Personal information
- Born: 28 January 1994 (age 31) Krnov, Czech Republic
- Home town: Krnov, Czech Republic

Darts information
- Playing darts since: 2009
- Darts: 22g Target
- Laterality: Right-handed
- Walk-on music: "Never Let Me Down Again" by Depeche Mode

Organisation (see split in darts)
- BDO: 2016–2018
- PDC: 2017–2019
- WDF: 2016–2018

WDF major events – best performances
- World Masters: Last 128: 2016

Other tournament wins
| Czech Ch'ship | 2016, 2017 |
| Czech Youth Ch'ship (soft-tip) | 2011, 2012 |

= František Humpula =

Czech darts player

František Humpula (born 28 January 1994) is a Czech professional soft-tip and steel-tip darts player who played in World Darts Federation (WDF) and Professional Darts Corporation (PDC) events. He has represented his country at the PDC World Cup of Darts and WDF Europe Cup.

==Career==
His beginnings in darts date back to the summer of 2009, when at the age of 15, his father took him to the playing field of the Krnov Darts League. In 2011, he went to try his luck at a tournament outside Krnov for the first time. He immediately mastered the junior category and became the soft-tip Youth Champion of the Czech Republic. Because he continued to struggle with a lack of finances, he only played tournaments in Krnov and the surrounding area. He made his way among the republic's elite until again at the Czech Championship for the defense of the junior title, which he completely succeeded in.
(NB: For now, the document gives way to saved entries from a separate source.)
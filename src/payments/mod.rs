//! Payment module.

pub mod client;
pub mod processor;
pub mod types;

pub use client::{PaymentClient, PAYMENT_PROCESS};
pub use processor::PaymentService;
pub use types::{PaymentRequest, PaymentResponse};
use axum::{
    extract::{Path, State},
    http::StatusCode,
    Json,
};
use serde::Serialize;
use crate::http::server::AppState;
use crate::resilience::CircuitSnapshot;

#[derive(Serialize)]
pub struct RateLimitStatus {
    pub enabled: bool,
    pub requests_per_window: u64,
    pub window_secs: u64,
    pub tracked_identities: usize,
}

pub async fn get_circuits(State(state): State<AppState>) -> Json<Vec<CircuitSnapshot>> {
    Json(state.registry.snapshots())
}

/// Force a known circuit back to Closed.
pub async fn reset_circuit(
    State(state): State<AppState>,
    Path(name): Path<String>,
) -> Result<Json<CircuitSnapshot>, StatusCode> {
    let breaker = state.registry.get(&name).ok_or(StatusCode::NOT_FOUND)?;
    breaker.reset();
    tracing::info!(circuit = %name, "Circuit reset via admin API");
    Ok(Json(breaker.snapshot()))
}

pub async fn get_rate_limits(State(state): State<AppState>) -> Json<RateLimitStatus> {
    let config = &state.config.rate_limit;
    Json(RateLimitStatus {
        enabled: config.enabled,
        requests_per_window: state.gate.limit(),
        window_secs: state.gate.window_length().as_secs(),
        tracked_identities: state.gate.tracked_identities(),
    })
}
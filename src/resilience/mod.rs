//! Resilience subsystem.
//!
//! # Data Flow
//! ```text
//! Call to a downstream (by logical name, e.g. "mail-send"):
//!     → executor.rs (acquire permit, enforce deadline, classify outcome)
//!     → registry.rs (one breaker per name, created on first use)
//!     → circuit_breaker.rs (sliding-window failure rate, Open / Half-Open)
//!     → rate_limiter.rs (optional outbound permits per refresh period)
//!     → events.rs (transitions and outcomes to logs and metrics)
//!     → On failure: caller-supplied fallback (substitute or give up)
//! ```
//!
//! # Design Decisions
//! - Every downstream call has a deadline
//! - An open circuit refuses locally; the downstream is never contacted
//! - 4xx answers are the caller's problem and never trip a circuit
//! - An outbound limiter refusal is not a failure and never trips a circuit
//! - Observers run outside breaker locks

pub mod circuit_breaker;
pub mod events;
pub mod executor;
pub mod rate_limiter;
pub mod registry;

pub use circuit_breaker::{CallPermit, CircuitBreaker, CircuitSnapshot};
pub use events::{
    CircuitEvent, CircuitObserver, CircuitPhase, FanoutObserver, LoggingObserver, MetricsObserver,
    NoopObserver,
};
pub use executor::ProtectedCallExecutor;
pub use rate_limiter::CallRateLimiter;
pub use registry::CircuitRegistry;
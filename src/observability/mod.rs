//! Observability subsystem.
//!
//! # Data Flow
//! ```text
//! All subsystems produce:
//!     → logging.rs (structured log events via tracing)
//!     → metrics.rs (counters, gauges, histograms)
//!
//! Consumers:
//!     → stdout (fmt layer)
//!     → Metrics endpoint (Prometheus scrape)
//! ```
//!
//! # Design Decisions
//! - Request ID is attached by the HTTP layer and shows up in trace spans
//! - Metrics are cheap (atomic increments) and no-ops without a recorder
//! - Circuit breakers report through an observer, never directly

pub mod logging;
pub mod metrics;
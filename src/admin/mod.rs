pub mod handlers;
pub mod auth;

use axum::{
    routing::{get, post},
    Router,
    middleware,
};
use crate::http::server::AppState;
use self::handlers::*;
use self::auth::admin_auth_middleware;

pub fn setup_admin_router(state: AppState) -> Router {
    Router::new()
        .route("/admin/circuits", get(get_circuits))
        .route("/admin/circuits/{name}/reset", post(reset_circuit))
        .route("/admin/rate-limits", get(get_rate_limits))
        .layer(middleware::from_fn_with_state(state.clone(), admin_auth_middleware))
        .with_state(state)
}
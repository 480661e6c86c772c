//! Shutdown coordination for the gateway.

use tokio::sync::broadcast;

/// Coordinator for graceful shutdown.
///
/// Provides a broadcast channel that all long-running tasks (the server and
/// the window sweeper) subscribe to.
#[derive(Clone)]
pub struct Shutdown {
    tx: broadcast::Sender<()>,
}

impl Shutdown {
    pub fn new() -> Self {
        let (tx, _) = broadcast::channel(1);
        Self { tx }
    }

    pub fn subscribe(&self) -> broadcast::Receiver<()> {
        self.tx.subscribe()
    }

    /// Trigger the shutdown signal. Safe to call more than once.
    pub fn trigger(&self) {
        let _ = self.tx.send(());
    }

    /// Number of tasks still listening.
    pub fn receiver_count(&self) -> usize {
        self.tx.receiver_count()
    }
}

impl Default for Shutdown {
    fn default() -> Self {
        Self::new()
    }
}

#[cfg(test)]
mod tests {
    use super::*;

    #[tokio::test]
    async fn test_trigger_reaches_every_subscriber() {
        let shutdown = Shutdown::new();
        let mut a = shutdown.subscribe();
        let mut b = shutdown.clone().subscribe();
        assert_eq!(shutdown.receiver_count(), 2);

        shutdown.trigger();
        assert!(a.recv().await.is_ok());
        assert!(b.recv().await.is_ok());

        drop(a);
        assert_eq!(shutdown.receiver_count(), 1);
    }
}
In 2016, he won the Czech Championship on a steel-tip dartboard. At the same time, he received a nomination to participate in the 2016 Winmau World Masters. In the first round match, he beat Philipp Brezina by 3–0 in legs. In the second round match, he lost to Greg Moss by 1–3 in legs. In 2017, he managed to defend the title of Champion of the Czech Republic on steel-tip boards, in singles and pairs competition.

Another significant milestone in his career was the victory in the Qualifying for the 2017 PDC World Cup of Darts. Humpula went to this tournament alongside Karel Sedláček. In the first round match they faced rivals from the Netherlands (Raymond van Barneveld and Michael van Gerwen). The team lost 1–5 in legs. At the beginning of 2018, Humpula took part in the PDC Q-School. At the second tournament, he advanced to the finals, where he lost to Mario Robbe only by 4–5 in legs and lost his chance for a personal PDC Tour Card.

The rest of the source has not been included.